En donnant une sorte d’organisation officielle à la conquête qui n’avait été jusque-là régie que par des mesures individuelles et provisoires, l’ordonnance du 1er décembre 1831, quelles qu’en dussent être les conséquences pratiques, n’en était pas moins le premier acte public et le premier engagement pris en face de l’Europe par la France au sujet d’Alger.

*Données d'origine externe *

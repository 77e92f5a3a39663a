//! Core data types and enums for the gallery converter.
//!
//! This module defines the fundamental data structures used throughout the crate:
//! - The parsed gallery reference (`GalleryRef`)
//! - Enumerations for output and resize settings (`OutputFormat`, `ResizePolicy`)
//! - Metadata embedded into the generated book (`BookMetadata`)
//! - Options for the cleanup stage (`CleanupOptions`)

use chrono::{DateTime, Utc};
#[cfg(feature = "serde")]
use serde::{Deserialize, Serialize};
use std::fmt;
use std::path::Path;

use crate::error::{Error, Result};

/// Height of the Kobo Libra Colour panel, the default resize target.
pub const DEFAULT_MAX_HEIGHT: u32 = 1680;

/// JPEG quality used when re-encoding normalized pages.
pub const DEFAULT_JPEG_QUALITY: u8 = 95;

/// A gallery as derived from its URL: a human-readable title and a short id.
#[derive(Debug, Clone, Default, PartialEq, Eq)]
#[cfg_attr(feature = "serde", derive(Serialize, Deserialize))]
pub struct GalleryRef {
    pub title: String,
    pub id: String,
}

impl GalleryRef {
    pub fn new(title: impl Into<String>, id: impl Into<String>) -> Self {
        Self {
            title: title.into(),
            id: id.into(),
        }
    }

    /// Name of this gallery's cache directory: `{id} {title}`.
    pub fn cache_dir_name(&self) -> String {
        format!("{} {}", self.id, self.title)
    }
}

/// Output container for the packaged book.
#[derive(Debug, PartialEq, Eq, Clone, Copy, Default)]
#[cfg_attr(feature = "serde", derive(Serialize, Deserialize))]
pub enum OutputFormat {
    /// Paginated ebook container, one XHTML page per image.
    #[default]
    #[cfg_attr(feature = "serde", serde(rename = "EPUB"))]
    Epub,
    /// Deflate-compressed zip of the page images.
    #[cfg_attr(feature = "serde", serde(rename = "CBZ"))]
    Cbz,
    /// Single multi-page document, one page per image.
    #[cfg_attr(feature = "serde", serde(rename = "PDF"))]
    Pdf,
}

impl OutputFormat {
    pub fn extension(&self) -> &'static str {
        match self {
            OutputFormat::Epub => "epub",
            OutputFormat::Cbz => "cbz",
            OutputFormat::Pdf => "pdf",
        }
    }
}

impl fmt::Display for OutputFormat {
    fn fmt(&self, f: &mut fmt::Formatter<'_>) -> fmt::Result {
        f.write_str(self.extension())
    }
}

/// How the normalizer scales pages before re-encoding.
#[derive(Debug, PartialEq, Eq, Clone, Copy)]
#[cfg_attr(feature = "serde", derive(Serialize, Deserialize))]
pub enum ResizePolicy {
    /// Keep the decoded dimensions.
    Original,
    /// Scale pages taller than the given height down to it, keeping the aspect ratio.
    MaxHeight(u32),
}

impl Default for ResizePolicy {
    fn default() -> Self {
        ResizePolicy::MaxHeight(DEFAULT_MAX_HEIGHT)
    }
}

/// Metadata embedded into the generated book.
#[derive(Debug, Clone, Default)]
#[cfg_attr(feature = "serde", derive(Serialize, Deserialize))]
pub struct BookMetadata {
    pub title: String,
    pub identifier: Option<String>,
    pub language: String, // e.g., "en", "ja"
    pub source_url: Option<String>,
    pub release_date: Option<DateTime<Utc>>,
}

impl BookMetadata {
    /// Creates a `BookMetadata` with a title and the default language "en".
    pub fn default_with_title(title: String) -> Self {
        Self {
            title,
            language: "en".to_string(),
            ..Default::default()
        }
    }

    /// Builds the metadata for a parsed gallery. A blank title falls back to the id.
    pub fn for_gallery(gallery: &GalleryRef, source_url: &str, language: &str) -> Self {
        let title = if gallery.title.trim().is_empty() {
            gallery.id.clone()
        } else {
            gallery.title.clone()
        };
        Self {
            title,
            identifier: Some(gallery.id.clone()),
            language: language.to_string(),
            source_url: Some(source_url.to_string()),
            release_date: None,
        }
    }
}

/// Milestones of a conversion run, reported to the caller as they happen.
#[derive(Debug, Clone, PartialEq, Eq)]
pub enum ConversionEvent {
    /// The fetcher is about to download the gallery.
    Downloading { title: String, id: String },
    /// The fetcher finished and left this many files in the cache directory.
    Downloaded { pages: usize },
}

impl fmt::Display for ConversionEvent {
    fn fmt(&self, f: &mut fmt::Formatter<'_>) -> fmt::Result {
        match self {
            ConversionEvent::Downloading { title, id } => {
                write!(f, "Downloading {} ({})...", title, id)
            }
            ConversionEvent::Downloaded { pages } => write!(f, "Downloaded {} page(s)", pages),
        }
    }
}

/// Which directories the cleanup stage removes.
#[derive(Debug, Clone, Copy, PartialEq, Eq)]
pub struct CleanupOptions {
    pub remove_working_dir: bool,
    pub purge_cache: bool,
}

impl Default for CleanupOptions {
    fn default() -> Self {
        Self {
            remove_working_dir: true,
            purge_cache: false,
        }
    }
}

/// Utility function: Determines file type and MIME type from a file path
///
/// # Returns
///
/// * `Ok((&str, &str))` - A tuple containing (file extension, MIME type)
/// * `Err(Error)` - An error if the file format is unsupported
///
/// # Supported formats
///
/// - JPEG/JPG: image/jpeg
/// - PNG: image/png
/// - WebP: image/webp
pub fn get_file_info(image_path: &Path) -> Result<(&'static str, &'static str)> {
    let extension = image_path
        .extension()
        .and_then(|e| e.to_str())
        .map(|e| e.to_ascii_lowercase());

    match extension.as_deref() {
        Some("jpg") | Some("jpeg") => Ok(("jpg", "image/jpeg")),
        Some("png") => Ok(("png", "image/png")),
        Some("webp") => Ok(("webp", "image/webp")),
        _ => Err(Error::Unsupported(format!("Image format {:?}", extension))),
    }
}

#[cfg(test)]
mod tests {
    use super::*;
    use std::path::PathBuf;

    #[test]
    fn test_get_file_info() {
        assert_eq!(
            get_file_info(&PathBuf::from("a/001.JPG")).unwrap(),
            ("jpg", "image/jpeg")
        );
        assert_eq!(
            get_file_info(&PathBuf::from("002.png")).unwrap(),
            ("png", "image/png")
        );
        assert!(get_file_info(&PathBuf::from("notes.txt")).is_err());
        assert!(get_file_info(&PathBuf::from("no_extension")).is_err());
    }

    #[test]
    fn test_metadata_title_falls_back_to_id() {
        let gallery = GalleryRef::new("", "1234");
        let metadata = BookMetadata::for_gallery(&gallery, "https://example.org/1234.html", "en");
        assert_eq!(metadata.title, "1234");
        assert_eq!(metadata.identifier.as_deref(), Some("1234"));
    }

    #[test]
    fn test_conversion_event_messages() {
        let downloading = ConversionEvent::Downloading {
            title: "Some Title".to_string(),
            id: "42".to_string(),
        };
        assert_eq!(downloading.to_string(), "Downloading Some Title (42)...");
        assert_eq!(
            ConversionEvent::Downloaded { pages: 7 }.to_string(),
            "Downloaded 7 page(s)"
        );
    }

    #[test]
    fn test_cache_dir_name() {
        let gallery = GalleryRef::new("Some Title", "42");
        assert_eq!(gallery.cache_dir_name(), "42 Some Title");
    }
}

Tout au plus pourrait-on citer une déclaration, bien générale et bien vague, faite par le maréchal Soult à la chambre des pairs, le 1er mars 1831. Le comte de Montalembert, le père de l’illustre orateur, s’était inquiété des intentions du gouvernement à l’égard de la régence. « Quant à moi, avait-il ajouté, je regarde l’occupation d’Alger comme tellement importante aux intérêts de la France, dans les circonstances présentes, que le ministre qui signerait l’ordre de son évacuation mériterait, à mes yeux, d’être traduit à cette barre comme coupable de haute trahison envers l’état. Il se peut que l’occupation indéfinie de la régence d’Alger nous entraîne dans quelques complications diplomatiques avec le cabinet britannique, mais ces complications ne sauraient nous décider à prendre une aussi fatale résolution que celle de l’abandon d’un pays que nous avons conquis avec tant de gloire. — Le gouvernement, s’était borné à dire le maréchal Soult, a été interpellé sur ses vues au sujet d’Alger ; je dois répondre que l’on doit compter que le gouvernement fera tout ce qu’il doit pour l’honneur et la dignité de la France. » Ce n’était assurément pas une déclaration bien significative.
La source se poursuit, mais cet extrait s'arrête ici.